Online Dating...Not The Cure For Loneliness.Let's see. What type of story would you like to hear? I have no successful online dating stories. If I did, I most likely wouldn't be on here writing anything at all. I'd be content, with that digital significant other made flesh, in the real tangible world. But that's not the case, because I've found that online dating is nothing more than matchmaking my neuroses with someone else's neuroses. And can you guess what that makes? Some interesting stories. Loneliness is a hell of a drug.
I've been on about 15 online dates in total. Some of them were forgettable. Some of them stick out. Typically what I wind up getting involved with, is complete and total false advertising. I think a lot of people who make online dating profiles must buy all their rose tinted glasses from the same store. You read their profile, they seem interesting if only because they've listed some of the things you're interested in... They throw as much spaghetti at the wall as they possibly can. Kind of reminds me of politicians running of office, or better yet, a job interview. No one is going to tell you or show you the bad things. No sir. No one is going to post the pictures of them waking up in the morning, or the pictures of them coming home from work. They're going to get all dolled up, make all the cute faces, make sure the angles of the photo are correct so that their triple chin and spare tire is conveniently hidden by optical illusions. They'll post the pictures of that 1 great day in a sea of below average days living within the desert of the Real. That one good day, or good night where they appear to be having oh so much fun. They're the life of the party, everything is awesome and the music is playing strictly for them. The stars came out that night, specifically for them. They want you to believe it. Maybe they don't even know it, but that picture is what it says. They're going to show you and tell you all of the lovely wonderful beautiful things, which due to personal perception, really isn't any closer to the actual truth than those rose tinted glasses will allow. There's a barrier that exists. The barrier is self perception. And oftentimes, fantasy.
Some of the people I've met online... One girl actually showed up on date with her 2 homosexual friends. I thought to myself, alright whatever, she needs a wing man or 2, fine. She was also at least 150lbs more than what her photos conveyed. Angles. Great dampeners of truth. The entire time at the restaurant, I was being hit on and flirted with by 2 guys who kept earnestly trying to put ice down the collar of my shirt, and making sexual innuendos. I found out later on that she thought it would be fun to try and set up a random straight guy from a dating site with one or both of her gay friends. Joke was on me, I guess. Still, I try to keep an open mind.
Met another girl who in the middle of our date, ran into an old friend by chance, and just kind of left me there to deal with the check. Really? I didn't really know what to think at the time. I'm slow to anger, and have more patience than you could imagine. I didn't even know what to say. So I just kind of sat there alone, taking it all in. Here I am, on a date. Things appeared to go well, and oh here comes her friend. Alrighty then. Oh, and now she's leaving with her friend. That's how fast it happened. Like I wasn't even there. Date? What date? I called after her and she gives me this half-assed little wave lol. What a ****** date.

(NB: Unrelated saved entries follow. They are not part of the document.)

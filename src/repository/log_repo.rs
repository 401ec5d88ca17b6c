use sqlx::{PgPool, Postgres, QueryBuilder};

use crate::api::models::{CreateLogRequest, PageQuery};
use crate::error::{Result, ServiceError};
use crate::models::log::LogRow;
use crate::models::LogEntry;

const COLUMNS: &str =
    "id, lot_id, lot_data, crew_id, crew_data, quantity, is_deleted, created_at";

pub struct LogRepository {
    pool: PgPool,
}

impl LogRepository {
    pub fn new(pool: PgPool) -> Self {
        Self { pool }
    }

    #[tracing::instrument(skip(self))]
    pub async fn create(&self, req: CreateLogRequest) -> Result<LogEntry> {
        let (lot_id, lot_data) = req.lot.to_columns()?;
        let (crew_id, crew_data) = req.crew.to_columns()?;

        let row = sqlx::query_as::<_, LogRow>(&format!(
            "INSERT INTO usage_logs (lot_id, lot_data, crew_id, crew_data, quantity) \
             VALUES ($1, $2, $3, $4, $5) \
             RETURNING {COLUMNS}"
        ))
        .bind(lot_id)
        .bind(lot_data)
        .bind(crew_id)
        .bind(crew_data)
        .bind(req.quantity)
        .fetch_one(&self.pool)
        .await?;

        row.try_into()
    }

    #[tracing::instrument(skip(self))]
    pub async fn list(&self, query: &PageQuery) -> Result<Vec<LogEntry>> {
        let mut qb: QueryBuilder<Postgres> = QueryBuilder::new(format!(
            "SELECT {COLUMNS} FROM usage_logs WHERE is_deleted = FALSE"
        ));

        qb.push(" ORDER BY id ASC LIMIT ");
        qb.push_bind(query.page_size());
        qb.push(" OFFSET ");
        qb.push_bind(query.offset());

        let rows = qb.build_query_as::<LogRow>().fetch_all(&self.pool).await?;

        rows.into_iter().map(LogEntry::try_from).collect()
    }

    #[tracing::instrument(skip(self))]
    pub async fn count(&self) -> Result<i64> {
        let count: (i64,) =
            sqlx::query_as("SELECT COUNT(*) FROM usage_logs WHERE is_deleted = FALSE")
                .fetch_one(&self.pool)
                .await?;

        Ok(count.0)
    }

    /// Flips the tombstone flag. Idempotent.
    #[tracing::instrument(skip(self))]
    pub async fn soft_delete(&self, id: i64) -> Result<()> {
        let result = sqlx::query("UPDATE usage_logs SET is_deleted = TRUE WHERE id = $1")
            .bind(id)
            .execute(&self.pool)
            .await?;

        if result.rows_affected() == 0 {
            return Err(ServiceError::not_found("log entry", id.to_string()));
        }

        Ok(())
    }
}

And the coup de grace. Made the mistake of putting "420 Friendly" in my profile on one site... And out of nowhere, I get an IM from a girl wanting to hang and smoke. So I take a look at her profile, she claims she has a bachelor's degree in business. She has dreams. She's not looking for intimate encounters. She's looking for a relationship and something real. She likes to read, and have in depth conversations. Her intentions are already beginning to contradict what she wrote in her profile. And I'm thinking, hrm... I have to go to work in 2 hours... So to make a long story short, she talks me into calling out (which, influenced by loneliness, I do stupid things habitually), talks me into going over to her place... Went over there, talked, smoked, and wound up having the grossest most awkward hookup in the history of hookups. The entire encounter was so completely awkward, I don't know why I just didn't leave. Don't know why I even went there in the first place. And she still IMs me from time to time... Her loneliness must be great too. I've never personally taken the walk of shame before, but I did that night. She passed out, I went home, poured bleach all over my junk in the hopes that I didn't catch anything, and sat in the shower praying to God. Loneliness. Why does it have such a strong influence? It causes me to put up with intolerable ****, causes me to do completely irrational things, and meet completely crazy people.

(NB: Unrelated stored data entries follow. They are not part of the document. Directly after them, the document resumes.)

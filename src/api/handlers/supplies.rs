use axum::{
    extract::{Path, Query, State},
    http::StatusCode,
    Json,
};
use validator::Validate;

use crate::api::models::{
    CreateSupplyRequest, ListSuppliesResponse, PageQuery, Pagination, UpdateSupplyRequest,
};
use crate::api::state::AppState;
use crate::error::{Result, ServiceError};
use crate::models::Supply;
use crate::repository::SupplyRepository;

#[utoipa::path(
    get,
    path = "/api/v1/supplies",
    params(PageQuery),
    responses(
        (status = 200, description = "List of supplies", body = ListSuppliesResponse),
        (status = 400, description = "Bad request"),
        (status = 500, description = "Internal server error")
    )
)]
#[tracing::instrument(skip(state))]
pub async fn list_supplies(
    Query(query): Query<PageQuery>,
    State(state): State<AppState>,
) -> Result<Json<ListSuppliesResponse>> {
    query
        .validate()
        .map_err(|e| ServiceError::invalid_input("query", e.to_string()))?;

    let repo = SupplyRepository::new(state.pool);

    let supplies = repo.list(&query).await?;
    let total = repo.count(&query).await?;

    let pagination = Pagination::new(query.page(), query.page_size(), total);

    Ok(Json(ListSuppliesResponse {
        data: supplies,
        pagination,
    }))
}

#[utoipa::path(
    post,
    path = "/api/v1/supplies",
    request_body = CreateSupplyRequest,
    responses(
        (status = 201, description = "Supply created", body = Supply),
        (status = 400, description = "Bad request"),
        (status = 500, description = "Internal server error")
    )
)]
#[tracing::instrument(skip(state))]
pub async fn create_supply(
    State(state): State<AppState>,
    Json(req): Json<CreateSupplyRequest>,
) -> Result<(StatusCode, Json<Supply>)> {
    req.validate()
        .map_err(|e| ServiceError::invalid_input("body", e.to_string()))?;

    let repo = SupplyRepository::new(state.pool);
    let supply = repo.create(req).await?;

    Ok((StatusCode::CREATED, Json(supply)))
}

#[utoipa::path(
    get,
    path = "/api/v1/supplies/{id}",
    params(
        ("id" = i64, Path, description = "Supply ID")
    ),
    responses(
        (status = 200, description = "Supply found", body = Supply),
        (status = 404, description = "Supply not found"),
        (status = 500, description = "Internal server error")
    )
)]
#[tracing::instrument(skip(state))]
pub async fn get_supply(
    Path(id): Path<i64>,
    State(state): State<AppState>,
) -> Result<Json<Supply>> {
    let repo = SupplyRepository::new(state.pool);
    let supply = repo.get_by_id(id).await?;

    Ok(Json(supply))
}

#[utoipa::path(
    put,
    path = "/api/v1/supplies/{id}",
    params(
        ("id" = i64, Path, description = "Supply ID")
    ),
    request_body = UpdateSupplyRequest,
    responses(
        (status = 200, description = "Supply updated", body = Supply),
        (status = 400, description = "Bad request"),
        (status = 404, description = "Supply not found"),
        (status = 500, description = "Internal server error")
    )
)]
#[tracing::instrument(skip(state))]
pub async fn update_supply(
    Path(id): Path<i64>,
    State(state): State<AppState>,
    Json(req): Json<UpdateSupplyRequest>,
) -> Result<Json<Supply>> {
    req.validate()
        .map_err(|e| ServiceError::invalid_input("body", e.to_string()))?;

    let repo = SupplyRepository::new(state.pool);
    let supply = repo.update(id, req).await?;

    Ok(Json(supply))
}

#[utoipa::path(
    delete,
    path = "/api/v1/supplies/{id}",
    params(
        ("id" = i64, Path, description = "Supply ID")
    ),
    responses(
        (status = 204, description = "Supply deleted"),
        (status = 404, description = "Supply not found"),
        (status = 500, description = "Internal server error")
    )
)]
#[tracing::instrument(skip(state))]
pub async fn delete_supply(
    Path(id): Path<i64>,
    State(state): State<AppState>,
) -> Result<StatusCode> {
    let repo = SupplyRepository::new(state.pool);
    repo.soft_delete(id).await?;

    Ok(StatusCode::NO_CONTENT)
}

So here you are, you find someone interesting on Dating Site X Y Z. You talk, everyone's on their best behavior... You finally meet the person. And...Disappointment. Maybe it's not physical, maybe it is. Maybe it's intellectual disappointment... Something's off. Either with you, or the person you meet. But there's something definitely not right with this picture. But the phone call went so well! We emailed for a month, and I felt a connection! And therein lies the problem. Perception. What you feel is completely inside your own head. Your mind creates the chemicals for loneliness, which is the whole reason you're on the dating site to begin with. And the brain creates the chemicals for perception. People are simply different online than they are in person. Maybe it was the build up that lead to the day of actual meeting. Maybe you had envisioned instant chemistry... And here you are, in a coffee house, in front of a stranger (more or less), trying to be funny or witty, or trying to appear interested. You go through the mental checklist of things you remember from their profile and find that you've already had this conversation already. You probably had it within the 2nd or 3rd email. Maybe the person was a little shorter than you expected. Maybe a little heavier. But the reality is, this is the person you've been corresponding with, and your expectations didn't add up to it. So you make the best of it...

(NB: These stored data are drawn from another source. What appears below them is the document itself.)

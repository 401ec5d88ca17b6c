use chrono::{DateTime, Utc};
use serde::{Deserialize, Serialize};
use utoipa::ToSchema;

/// A catalog entry. Never physically removed; `is_deleted` marks tombstones.
#[derive(Debug, Clone, PartialEq, sqlx::FromRow, Serialize, Deserialize, ToSchema)]
pub struct Supply {
    pub id: i64,
    pub supply_type: String,
    pub name: String,
    pub strength: Option<String>,
    pub route: Option<String>,
    pub quantity_per_package: Option<i32>,
    pub side_effects: Option<String>,
    pub location: Option<String>,
    pub is_deleted: bool,
    pub created_at: DateTime<Utc>,
}

/// Id + name projection offered to the assistant's resolution stage.
#[derive(Debug, Clone, PartialEq, sqlx::FromRow, Serialize, Deserialize, ToSchema)]
pub struct SupplyCandidate {
    pub id: i64,
    pub name: String,
}

/// A partial supply embedded directly in a lot instead of referenced by id.
#[derive(Debug, Clone, PartialEq, Serialize, Deserialize, ToSchema)]
pub struct SupplySnapshot {
    pub name: String,
    #[serde(default, skip_serializing_if = "Option::is_none")]
    pub strength: Option<String>,
    #[serde(default, skip_serializing_if = "Option::is_none")]
    pub route: Option<String>,
    #[serde(default, skip_serializing_if = "Option::is_none")]
    pub quantity_per_package: Option<i32>,
}

#[cfg(test)]
mod tests {
    use super::*;

    #[test]
    fn test_supply_serialization() {
        let supply = Supply {
            id: 2,
            supply_type: "medication".to_string(),
            name: "Diphenhydramine (Benadryl)".to_string(),
            strength: Some("25 mg".to_string()),
            route: Some("oral".to_string()),
            quantity_per_package: Some(30),
            side_effects: Some("drowsiness".to_string()),
            location: Some("med bay cabinet 3".to_string()),
            is_deleted: false,
            created_at: Utc::now(),
        };

        let json = serde_json::to_string(&supply).unwrap();
        let deserialized: Supply = serde_json::from_str(&json).unwrap();

        assert_eq!(supply, deserialized);
    }

    #[test]
    fn test_snapshot_omits_absent_fields() {
        let snapshot = SupplySnapshot {
            name: "Ibuprofen".to_string(),
            strength: None,
            route: None,
            quantity_per_package: None,
        };

        let json = serde_json::to_string(&snapshot).unwrap();
        assert_eq!(json, r#"{"name":"Ibuprofen"}"#);
    }

    #[test]
    fn test_snapshot_roundtrip() {
        let snapshot = SupplySnapshot {
            name: "Epinephrine".to_string(),
            strength: Some("1 mg/mL".to_string()),
            route: Some("intramuscular".to_string()),
            quantity_per_package: Some(1),
        };

        let json = serde_json::to_value(&snapshot).unwrap();
        let back: SupplySnapshot = serde_json::from_value(json).unwrap();
        assert_eq!(snapshot, back);
    }
}
pub mod api;
pub mod assistant;
pub mod config;
pub mod db;
pub mod error;
pub mod models;
pub mod repository;

pub use error::{Result, ServiceError};
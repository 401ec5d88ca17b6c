use axum::{
    routing::{delete, get, post, put},
    Router,
};
use tower_http::cors::{Any, CorsLayer};
use tower_http::trace::TraceLayer;

use super::handlers;
use super::state::AppState;

pub fn create_routes(state: AppState) -> Router {
    let cors = CorsLayer::new()
        .allow_origin(Any)
        .allow_methods(Any)
        .allow_headers(Any);

    Router::new()
        .route("/health", get(handlers::health::health))
        .route(
            "/api/v1/supplies",
            get(handlers::supplies::list_supplies).post(handlers::supplies::create_supply),
        )
        .route(
            "/api/v1/supplies/:id",
            get(handlers::supplies::get_supply)
                .put(handlers::supplies::update_supply)
                .delete(handlers::supplies::delete_supply),
        )
        .route(
            "/api/v1/lots",
            get(handlers::inventory::list_lots).post(handlers::inventory::create_lot),
        )
        .route("/api/v1/lots/:id", put(handlers::inventory::update_lot))
        .route("/api/v1/lots/:id/claim", post(handlers::inventory::claim_lot))
        .route(
            "/api/v1/crew",
            get(handlers::crew::list_crew).post(handlers::crew::create_crew_member),
        )
        .route(
            "/api/v1/crew/:id",
            get(handlers::crew::get_crew_member).put(handlers::crew::update_crew_member),
        )
        .route(
            "/api/v1/logs",
            get(handlers::logs::list_logs).post(handlers::logs::create_log),
        )
        .route("/api/v1/logs/:id", delete(handlers::logs::delete_log))
        .route("/api/v1/assistant/ask", post(handlers::assistant::ask))
        .layer(cors)
        .layer(TraceLayer::new_for_http())
        .with_state(state)
}
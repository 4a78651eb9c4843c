//! Worker thread loop
//!
//! Each worker pops from its own LIFO deque first (work-stealing policy),
//! then refills from the global injector, then steals from a randomly chosen
//! victim. Under the shared-queue policy workers only use the injector.

use super::scheduler::Shared;
use crate::task::Task;
use crossbeam::utils::Backoff;
use crossbeam_deque::{Injector, Steal, Worker as Deque};
use rand::Rng;
use std::cell::RefCell;
use std::rc::Rc;
use std::sync::atomic::Ordering;
use std::sync::Arc;
use tracing::{debug, trace};

/// Identity of the worker running on the current thread
struct Context {
    scheduler: usize,
    index: usize,
    local: Option<Rc<Deque<Task>>>,
}

thread_local! {
    static CURRENT: RefCell<Option<Context>> = RefCell::new(None);
}

/// Worker main loop; returns once shutdown is signalled and no work is left
pub(super) fn run(shared: Arc<Shared>, index: usize, local: Option<Deque<Task>>) {
    let local = local.map(Rc::new);
    CURRENT.with(|current| {
        *current.borrow_mut() = Some(Context {
            scheduler: shared.id,
            index,
            local: local.clone(),
        });
    });
    debug!(scheduler = shared.id, worker = index, "worker started");

    loop {
        if let Some(task) = find_task(&shared, index, local.as_deref()) {
            shared.run_task(index, task);
            continue;
        }
        if shared.shutdown.load(Ordering::Acquire) {
            break;
        }
        shared.park();
    }

    CURRENT.with(|current| current.borrow_mut().take());
    debug!(scheduler = shared.id, worker = index, "worker stopped");
    shared.worker_exited();
}

/// Push onto the current thread's deque if it is a work-stealing worker of
/// `scheduler`; otherwise hand the task back
pub(super) fn push_local(scheduler: usize, task: Task) -> Result<(), Task> {
    CURRENT.with(|current| match current.borrow().as_ref() {
        Some(Context {
            scheduler: id,
            local: Some(local),
            ..
        }) if *id == scheduler => {
            local.push(task);
            Ok(())
        }
        _ => Err(task),
    })
}

/// Index of the current thread's worker within `scheduler`
pub(super) fn current_worker(scheduler: usize) -> Option<usize> {
    CURRENT.with(|current| {
        current
            .borrow()
            .as_ref()
            .filter(|ctx| ctx.scheduler == scheduler)
            .map(|ctx| ctx.index)
    })
}

fn find_task(shared: &Shared, index: usize, local: Option<&Deque<Task>>) -> Option<Task> {
    let Some(local) = local else {
        return steal_global(&shared.injector);
    };

    if let Some(task) = local.pop() {
        return Some(task);
    }

    loop {
        match shared.injector.steal_batch_and_pop(local) {
            Steal::Success(task) => return Some(task),
            Steal::Empty => break,
            Steal::Retry => continue,
        }
    }

    steal_from_others(shared, index)
}

fn steal_global(injector: &Injector<Task>) -> Option<Task> {
    let backoff = Backoff::new();
    loop {
        match injector.steal() {
            Steal::Success(task) => return Some(task),
            Steal::Empty => return None,
            Steal::Retry => backoff.spin(),
        }
    }
}

fn steal_from_others(shared: &Shared, index: usize) -> Option<Task> {
    let stealers = shared.stealers.get()?;
    let count = stealers.len();
    if count < 2 {
        return None;
    }

    let start = rand::thread_rng().gen_range(0..count);
    for offset in 0..count {
        let victim = (start + offset) % count;
        if victim == index {
            continue;
        }
        loop {
            match stealers[victim].steal() {
                Steal::Success(task) => {
                    shared.counters[index].record_stolen();
                    trace!(worker = index, victim, task = %task.id(), "stole task");
                    return Some(task);
                }
                Steal::Empty => break,
                Steal::Retry => continue,
            }
        }
    }
    None
}

#[cfg(test)]
mod tests {
    use super::*;
    use crate::scheduler::SchedulerConfig;

    #[test]
    fn test_find_task_shared_queue() {
        let shared = Shared::new(SchedulerConfig::shared(2));
        let task = Task::from_fn(|| {});
        shared.injector.push(task.clone());

        let found = find_task(&shared, 0, None).unwrap();
        assert_eq!(found.id(), task.id());
        assert!(find_task(&shared, 0, None).is_none());
    }

    #[test]
    fn test_find_task_prefers_local() {
        let shared = Shared::new(SchedulerConfig::work_stealing(2));
        let local = Deque::new_lifo();
        let global = Task::from_fn(|| {});
        let mine = Task::from_fn(|| {});
        shared.injector.push(global.clone());
        local.push(mine.clone());

        assert_eq!(find_task(&shared, 0, Some(&local)).unwrap().id(), mine.id());
        assert_eq!(find_task(&shared, 0, Some(&local)).unwrap().id(), global.id());
        assert!(find_task(&shared, 0, Some(&local)).is_none());
    }

    #[test]
    fn test_steal_from_other_worker() {
        let shared = Shared::new(SchedulerConfig::work_stealing(2));
        let deques = [Deque::new_lifo(), Deque::new_lifo()];
        let _ = shared
            .stealers
            .set(deques.iter().map(Deque::stealer).collect());

        let first = Task::from_fn(|| {});
        let second = Task::from_fn(|| {});
        deques[1].push(first.clone());
        deques[1].push(second.clone());

        // Thieves take from the opposite end of the owner's LIFO pops
        let stolen = find_task(&shared, 0, Some(&deques[0])).unwrap();
        assert_eq!(stolen.id(), first.id());
        assert_eq!(shared.counters[0].snapshot(0).stolen, 1);
        assert_eq!(deques[1].pop().unwrap().id(), second.id());
    }

    #[test]
    fn test_push_local_outside_worker() {
        let task = Task::from_fn(|| {});
        let returned = push_local(1, task.clone()).unwrap_err();
        assert_eq!(returned.id(), task.id());
        assert!(current_worker(1).is_none());
    }
}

The date continues, you've shelled out money... Was it better than sitting at home? Probably, since you know what sitting at home gets you. If you're anything like myself, you've sat at home many times thinking of how great it'd be to have someone to go out with, to do things with, to have experiences with... And here you are now, having a date with someone, trying to live through those physical and emotional needs, trying to make it all add up. But somehow, it doesn't add up. Never fear though... There's always another online date waiting to happen. And another, and another...Names and faces kind of blend together. Maybe you keep in touch, maybe you don't. In my case, the texts become fewer and fewer until one day, I feel absolutely no reason to text someone who gives me 1 word answers anymore. Or, in the extreme opposite, you wind up finding someone who really likes you...and you just don't feel the same way. What do you do? Stick around hoping those feelings will develop? It's such a lonely world... And sometimes I wish I had a set of those glasses.